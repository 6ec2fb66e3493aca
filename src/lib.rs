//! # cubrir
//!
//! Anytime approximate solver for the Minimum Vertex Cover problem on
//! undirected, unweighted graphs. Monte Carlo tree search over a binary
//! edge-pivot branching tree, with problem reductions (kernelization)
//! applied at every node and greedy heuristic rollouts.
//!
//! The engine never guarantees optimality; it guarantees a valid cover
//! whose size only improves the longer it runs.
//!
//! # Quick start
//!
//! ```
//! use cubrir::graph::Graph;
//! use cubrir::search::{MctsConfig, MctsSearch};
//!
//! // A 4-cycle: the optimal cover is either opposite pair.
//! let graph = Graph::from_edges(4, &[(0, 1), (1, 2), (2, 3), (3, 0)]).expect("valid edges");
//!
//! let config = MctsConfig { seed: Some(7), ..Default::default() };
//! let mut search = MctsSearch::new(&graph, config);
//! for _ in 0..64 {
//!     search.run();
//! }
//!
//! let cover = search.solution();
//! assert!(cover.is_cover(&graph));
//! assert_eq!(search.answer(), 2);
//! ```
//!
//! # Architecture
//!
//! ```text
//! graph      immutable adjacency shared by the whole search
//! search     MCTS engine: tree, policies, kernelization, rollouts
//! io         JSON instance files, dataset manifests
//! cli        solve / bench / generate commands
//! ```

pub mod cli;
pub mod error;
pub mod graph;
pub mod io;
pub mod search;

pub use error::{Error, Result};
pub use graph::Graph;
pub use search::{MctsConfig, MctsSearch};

Problem to work on: Print the complete listing again, exactly as it stands.

Completed task:
repository 6ec2fb66e3493aca
filename src/lib.rs
//! # cubrir
//!
//! Anytime approximate solver for the Minimum Vertex Cover problem on
//! undirected, unweighted graphs. Monte Carlo tree search over a binary
//! edge-pivot branching tree, with problem reductions (kernelization)
//! applied at every node and greedy heuristic rollouts.
//!
//! The engine never guarantees optimality; it guarantees a valid cover
//! whose size only improves the longer it runs.
//!
//! # Quick start
//!
//! ```
//! use cubrir::graph::Graph;
//! use cubrir::search::{MctsConfig, MctsSearch};
//!
//! // A 4-cycle: the optimal cover is either opposite pair.
//! let graph = Graph::from_edges(4, &[(0, 1), (1, 2), (2, 3), (3, 0)]).expect("valid edges");
//!
//! let config = MctsConfig { seed: Some(7), ..Default::default() };
//! let mut search = MctsSearch::new(&graph, config);
//! for _ in 0..64 {
//!     search.run();
//! }
//!
//! let cover = search.solution();
//! assert!(cover.is_cover(&graph));
//! assert_eq!(search.answer(), 2);
//! ```
//!
//! # Architecture
//!
//! ```text
//! graph      immutable adjacency shared by the whole search
//! search     MCTS engine: tree, policies, kernelization, rollouts
//! io         JSON instance files, dataset manifests
//! cli        solve / bench / generate commands
//! ```

pub mod cli;
pub mod error;
pub mod graph;
pub mod io;
pub mod search;

pub use error::{Error, Result};
pub use graph::Graph;
pub use search::{MctsConfig, MctsSearch};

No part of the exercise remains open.